Cell Therapeutics is also on the hook for up to $132 million in regulatory and sales milestones, but that's a minor concern. If the drug passes clinical trials and is approved by regulatory authorities, Cell Therapeutics stock will rise and it'll be able to raise capital by selling shares.

Let's ignore the fact that there's a likely reason Cell Therapeutics got pacritinib so cheaply. Onyx Pharmaceuticals (Nasdaq: ONXX  ) didn't exercise its option from S*BIO to develop the drug further, perhaps because the side-effect profile didn't look too hot. Maybe pacritinib can find a niche in patients with low platelet counts and compete with Incyte (Nasdaq: INCY  ) and Novartis' (NYSE: NVS  ) Jakafi, which is already on the market, and YM Biosciences' (AMEX: YMI  ) CYT387 that's coming up behind.

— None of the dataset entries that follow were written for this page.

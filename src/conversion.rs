use thiserror::Error;

use crate::units::*;

/// 단위 변환 시 발생 가능한 오류.
#[derive(Debug, Error, PartialEq, Eq)]
pub enum ConversionError {
    /// 알 수 없는 단위 문자열
    #[error("unknown unit: {0}")]
    UnknownUnit(String),
    /// 알 수 없는 물리량 이름
    #[error("unknown quantity: {0}")]
    UnknownQuantity(String),
    /// 다른 계열의 단위
    #[error("unit '{unit}' cannot be used for {family}")]
    WrongFamily { unit: String, family: &'static str },
}

/// 물리량 이름을 계열로 바꾼다.
pub fn parse_family(s: &str) -> Result<QuantityFamily, ConversionError> {
    match s.trim().to_lowercase().as_str() {
        "length" | "l" => Ok(QuantityFamily::Length),
        "diameter" | "d" => Ok(QuantityFamily::Diameter),
        "roughness" | "e" => Ok(QuantityFamily::Roughness),
        "flow" | "flow-rate" | "flow_rate" | "flowrate" | "q" => Ok(QuantityFamily::FlowRate),
        "density" | "rho" => Ok(QuantityFamily::Density),
        "viscosity" | "kinematic-viscosity" | "nu" => Ok(QuantityFamily::KinematicViscosity),
        _ => Err(ConversionError::UnknownQuantity(s.to_string())),
    }
}

/// 문자열 단위를 계열에 맞는 단위 태그로 바꾼다.
///
/// 계열에 속하지 않는 단위는 `WrongFamily`로 거부한다.
pub fn parse_unit(family: QuantityFamily, s: &str) -> Result<AnyUnit, ConversionError> {
    let parsed = match family {
        QuantityFamily::Length | QuantityFamily::Diameter | QuantityFamily::Roughness => {
            parse_length_unit(s).map(AnyUnit::Length)
        }
        QuantityFamily::FlowRate => parse_flow_rate_unit(s).map(AnyUnit::FlowRate),
        QuantityFamily::Density => parse_density_unit(s).map(AnyUnit::Density),
        QuantityFamily::KinematicViscosity => parse_viscosity_unit(s).map(AnyUnit::Viscosity),
    };
    parsed.map_err(|err| match parse_any_unit(s) {
        Some(_) => ConversionError::WrongFamily {
            unit: s.to_string(),
            family: family.name(),
        },
        None => err,
    })
}

/// 문자열로 전달된 단위명을 enum으로 변환한 뒤 지정된 단위로 환산한다.
///
/// 단위 문자열 예시는 `m`, `in`, `L/s`, `GPM`, `lb/ft3`, `cSt` 등을 사용할 수 있다.
pub fn convert_str(
    family: QuantityFamily,
    value: f64,
    from_unit_str: &str,
    to_unit_str: &str,
) -> Result<f64, ConversionError> {
    let from = parse_unit(family, from_unit_str)?;
    let to = parse_unit(family, to_unit_str)?;
    let converted = match (from, to) {
        (AnyUnit::Length(a), AnyUnit::Length(b)) => convert(value, a, b),
        (AnyUnit::FlowRate(a), AnyUnit::FlowRate(b)) => convert(value, a, b),
        (AnyUnit::Density(a), AnyUnit::Density(b)) => convert(value, a, b),
        (AnyUnit::Viscosity(a), AnyUnit::Viscosity(b)) => convert(value, a, b),
        // parse_unit이 계열을 맞춰주므로 도달하지 않는다.
        _ => {
            return Err(ConversionError::WrongFamily {
                unit: to_unit_str.to_string(),
                family: family.name(),
            })
        }
    };
    Ok(converted)
}

fn parse_any_unit(s: &str) -> Option<AnyUnit> {
    parse_length_unit(s)
        .map(AnyUnit::Length)
        .or_else(|_| parse_flow_rate_unit(s).map(AnyUnit::FlowRate))
        .or_else(|_| parse_density_unit(s).map(AnyUnit::Density))
        .or_else(|_| parse_viscosity_unit(s).map(AnyUnit::Viscosity))
        .ok()
}

pub fn parse_length_unit(s: &str) -> Result<LengthUnit, ConversionError> {
    match s.trim().to_lowercase().as_str() {
        "m" | "meter" | "metre" => Ok(LengthUnit::Meter),
        "cm" => Ok(LengthUnit::Centimeter),
        "mm" => Ok(LengthUnit::Millimeter),
        "µm" | "um" | "micron" => Ok(LengthUnit::Micrometer),
        "ft" | "foot" | "feet" => Ok(LengthUnit::Foot),
        "in" | "inch" => Ok(LengthUnit::Inch),
        _ => Err(ConversionError::UnknownUnit(s.to_string())),
    }
}

pub fn parse_flow_rate_unit(s: &str) -> Result<FlowRateUnit, ConversionError> {
    match s.trim().to_lowercase().as_str() {
        "l/s" | "lps" => Ok(FlowRateUnit::LiterPerSecond),
        "m3/h" | "m³/h" | "m^3/h" => Ok(FlowRateUnit::CubicMeterPerHour),
        "m3/s" | "m³/s" | "m^3/s" => Ok(FlowRateUnit::CubicMeterPerSecond),
        "gpm" => Ok(FlowRateUnit::UsGallonPerMinute),
        "ft3/s" | "ft³/s" | "ft^3/s" | "cfs" => Ok(FlowRateUnit::CubicFootPerSecond),
        _ => Err(ConversionError::UnknownUnit(s.to_string())),
    }
}

pub fn parse_density_unit(s: &str) -> Result<DensityUnit, ConversionError> {
    match s.trim().to_lowercase().as_str() {
        "kg/m3" | "kg/m³" | "kg/m^3" => Ok(DensityUnit::KgPerCubicMeter),
        "lb/ft3" | "lb/ft³" | "lb/ft^3" => Ok(DensityUnit::PoundPerCubicFoot),
        _ => Err(ConversionError::UnknownUnit(s.to_string())),
    }
}

pub fn parse_viscosity_unit(s: &str) -> Result<ViscosityUnit, ConversionError> {
    match s.trim().to_lowercase().as_str() {
        "cst" | "centistoke" => Ok(ViscosityUnit::Centistoke),
        "m2/s" | "m²/s" | "m^2/s" => Ok(ViscosityUnit::SquareMeterPerSecond),
        _ => Err(ConversionError::UnknownUnit(s.to_string())),
    }
}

The big question is why Cell Therapeutics is licensing a drug at this point. As far as I can tell, Cell Therapeutics' plan goes something like this:

  1. License drug.
  2. Make gobs of money.

It's Step Two I'm concerned with. Or, more specifically, the cost of Step Two.

Cell Therapeutics had only $27.4 million at the end of the first quarter, and that's before the $15 million it just spent. If the biotech was cash flow-positive, perhaps living on $12 million in the bank for a bit would be OK, but the company burned through nearly $20 million in the first quarter.

And now it wants to run a pair of phase 3 trials for 200 to 250 patients in addition to the phase 3 trial it's running on Pixuvri. Where exactly is this cash going to come from?

Not from drug sales. Pixuvri is essentially approved in the EU, but it might take until October to launch the drug there. And then there's no guarantee that the marketing expenses won't exceed revenue; that's actually pretty standard in the beginning of a launch. In the U.S., it doesn't look as if it'll get another FDA decision until next year.

The cash will have to come from selling shares at these pitiful prices. With the company at a market cap around $220 million, we're looking at a dilution of nearly 30% just to stay afloat this year, assuming the current burn rate continues. That's 30% less of the profits shareholders will retain -- assuming, of course, that Cell Therapeutics ever actually gets into the black.

Having ridden the shares down twice, I'm the score leader in Motley Fool CAPS for Cell Therapeutics and have no intention of ending my underperform CAPScall after these shenanigans. Investors are well advised to stay away from the shares and may perhaps want to look instead at this high-growth health-care company that's already profitable. Fool analysts see more growth in its future.

Fool contributor Brian Orelli holds no position in any company mentioned. Check out his holdings and a short bio. Motley Fool newsletter services have recommended buying shares of Novartis. The Motley Fool has a disclosure policy. We Fools don't all hold the same opinions, but we all believe that considering a diverse range of insights makes us better investors. Try any of our Foolish newsletter services free for 30 days.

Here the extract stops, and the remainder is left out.